Return the full set of records, matching them character for character.
Content starts
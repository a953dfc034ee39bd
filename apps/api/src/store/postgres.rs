use async_trait::async_trait;
use chrono::{DateTime, Utc};
use serde_json::Value;
use sqlx::{PgPool, Postgres, QueryBuilder};
use tracing::debug;
use uuid::Uuid;

use crate::errors::AppError;
use crate::models::job_cache::JobCacheRow;
use crate::models::session::{SessionPatch, SessionRow};
use crate::store::{JobCacheStore, SessionStore};

#[derive(Clone)]
pub struct PgSessionStore {
    pool: PgPool,
}

impl PgSessionStore {
    pub fn new(pool: PgPool) -> Self {
        Self { pool }
    }
}

#[async_trait]
impl SessionStore for PgSessionStore {
    async fn create(&self, expires_at: Option<DateTime<Utc>>) -> Result<SessionRow, AppError> {
        let new_row = SessionRow::new(Uuid::new_v4(), Utc::now(), expires_at);
        let row = sqlx::query_as::<_, SessionRow>(
            r#"
            INSERT INTO sessions (id, current_step, created_at, updated_at, expires_at)
            VALUES ($1, $2, $3, $4, $5)
            RETURNING *
            "#,
        )
        .bind(new_row.id)
        .bind(new_row.current_step)
        .bind(new_row.created_at)
        .bind(new_row.updated_at)
        .bind(new_row.expires_at)
        .fetch_one(&self.pool)
        .await?;

        debug!("Inserted session {}", row.id);
        Ok(row)
    }

    async fn get(&self, id: Uuid) -> Result<Option<SessionRow>, AppError> {
        Ok(
            sqlx::query_as::<_, SessionRow>("SELECT * FROM sessions WHERE id = $1")
                .bind(id)
                .fetch_optional(&self.pool)
                .await?,
        )
    }

    async fn update(&self, id: Uuid, patch: SessionPatch) -> Result<Option<SessionRow>, AppError> {
        let mut query = QueryBuilder::<Postgres>::new("UPDATE sessions SET updated_at = ");
        query.push_bind(Utc::now());

        if let Some(v) = patch.job_description {
            query.push(", job_description = ").push_bind(v);
        }
        if let Some(v) = patch.resume_data {
            query.push(", resume_data = ").push_bind(v);
        }
        if let Some(v) = patch.analysis_data {
            query.push(", analysis_data = ").push_bind(v);
        }
        if let Some(v) = patch.current_step {
            query.push(", current_step = ").push_bind(v);
        }
        if let Some(v) = patch.answers {
            query.push(", answers = ").push_bind(v);
        }

        query.push(" WHERE id = ").push_bind(id).push(" RETURNING *");

        Ok(query
            .build_query_as::<SessionRow>()
            .fetch_optional(&self.pool)
            .await?)
    }
}

#[derive(Clone)]
pub struct PgJobCacheStore {
    pool: PgPool,
}

impl PgJobCacheStore {
    pub fn new(pool: PgPool) -> Self {
        Self { pool }
    }
}

#[async_trait]
impl JobCacheStore for PgJobCacheStore {
    async fn get_fresh(
        &self,
        url: &str,
        now: DateTime<Utc>,
    ) -> Result<Option<JobCacheRow>, AppError> {
        Ok(sqlx::query_as::<_, JobCacheRow>(
            "SELECT * FROM job_cache WHERE url = $1 AND expires_at > $2",
        )
        .bind(url)
        .bind(now)
        .fetch_optional(&self.pool)
        .await?)
    }

    async fn upsert(
        &self,
        url: &str,
        parsed_content: &Value,
        expires_at: DateTime<Utc>,
    ) -> Result<(), AppError> {
        sqlx::query(
            r#"
            INSERT INTO job_cache (url, parsed_content, expires_at)
            VALUES ($1, $2, $3)
            ON CONFLICT (url) DO UPDATE
            SET parsed_content = EXCLUDED.parsed_content,
                expires_at = EXCLUDED.expires_at,
                created_at = now()
            "#,
        )
        .bind(url)
        .bind(parsed_content)
        .bind(expires_at)
        .execute(&self.pool)
        .await?;
        Ok(())
    }
}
Content ends
• RESULT OF THE TASK:
repository a953dfc034ee39bd
filename apps/api/src/store/postgres.rs
use async_trait::async_trait;
use chrono::{DateTime, Utc};
use serde_json::Value;
use sqlx::{PgPool, Postgres, QueryBuilder};
use tracing::debug;
use uuid::Uuid;

use crate::errors::AppError;
use crate::models::job_cache::JobCacheRow;
use crate::models::session::{SessionPatch, SessionRow};
use crate::store::{JobCacheStore, SessionStore};

#[derive(Clone)]
pub struct PgSessionStore {
    pool: PgPool,
}

impl PgSessionStore {
    pub fn new(pool: PgPool) -> Self {
        Self { pool }
    }
}

#[async_trait]
impl SessionStore for PgSessionStore {
    async fn create(&self, expires_at: Option<DateTime<Utc>>) -> Result<SessionRow, AppError> {
        let new_row = SessionRow::new(Uuid::new_v4(), Utc::now(), expires_at);
        let row = sqlx::query_as::<_, SessionRow>(
            r#"
            INSERT INTO sessions (id, current_step, created_at, updated_at, expires_at)
            VALUES ($1, $2, $3, $4, $5)
            RETURNING *
            "#,
        )
        .bind(new_row.id)
        .bind(new_row.current_step)
        .bind(new_row.created_at)
        .bind(new_row.updated_at)
        .bind(new_row.expires_at)
        .fetch_one(&self.pool)
        .await?;

        debug!("Inserted session {}", row.id);
        Ok(row)
    }

    async fn get(&self, id: Uuid) -> Result<Option<SessionRow>, AppError> {
        Ok(
            sqlx::query_as::<_, SessionRow>("SELECT * FROM sessions WHERE id = $1")
                .bind(id)
                .fetch_optional(&self.pool)
                .await?,
        )
    }

    async fn update(&self, id: Uuid, patch: SessionPatch) -> Result<Option<SessionRow>, AppError> {
        let mut query = QueryBuilder::<Postgres>::new("UPDATE sessions SET updated_at = ");
        query.push_bind(Utc::now());

        if let Some(v) = patch.job_description {
            query.push(", job_description = ").push_bind(v);
        }
        if let Some(v) = patch.resume_data {
            query.push(", resume_data = ").push_bind(v);
        }
        if let Some(v) = patch.analysis_data {
            query.push(", analysis_data = ").push_bind(v);
        }
        if let Some(v) = patch.current_step {
            query.push(", current_step = ").push_bind(v);
        }
        if let Some(v) = patch.answers {
            query.push(", answers = ").push_bind(v);
        }

        query.push(" WHERE id = ").push_bind(id).push(" RETURNING *");

        Ok(query
            .build_query_as::<SessionRow>()
            .fetch_optional(&self.pool)
            .await?)
    }
}

#[derive(Clone)]
pub struct PgJobCacheStore {
    pool: PgPool,
}

impl PgJobCacheStore {
    pub fn new(pool: PgPool) -> Self {
        Self { pool }
    }
}

#[async_trait]
impl JobCacheStore for PgJobCacheStore {
    async fn get_fresh(
        &self,
        url: &str,
        now: DateTime<Utc>,
    ) -> Result<Option<JobCacheRow>, AppError> {
        Ok(sqlx::query_as::<_, JobCacheRow>(
            "SELECT * FROM job_cache WHERE url = $1 AND expires_at > $2",
        )
        .bind(url)
        .bind(now)
        .fetch_optional(&self.pool)
        .await?)
    }

    async fn upsert(
        &self,
        url: &str,
        parsed_content: &Value,
        expires_at: DateTime<Utc>,
    ) -> Result<(), AppError> {
        sqlx::query(
            r#"
            INSERT INTO job_cache (url, parsed_content, expires_at)
            VALUES ($1, $2, $3)
            ON CONFLICT (url) DO UPDATE
            SET parsed_content = EXCLUDED.parsed_content,
                expires_at = EXCLUDED.expires_at,
                created_at = now()
            "#,
        )
        .bind(url)
        .bind(parsed_content)
        .bind(expires_at)
        .execute(&self.pool)
        .await?;
        Ok(())
    }
}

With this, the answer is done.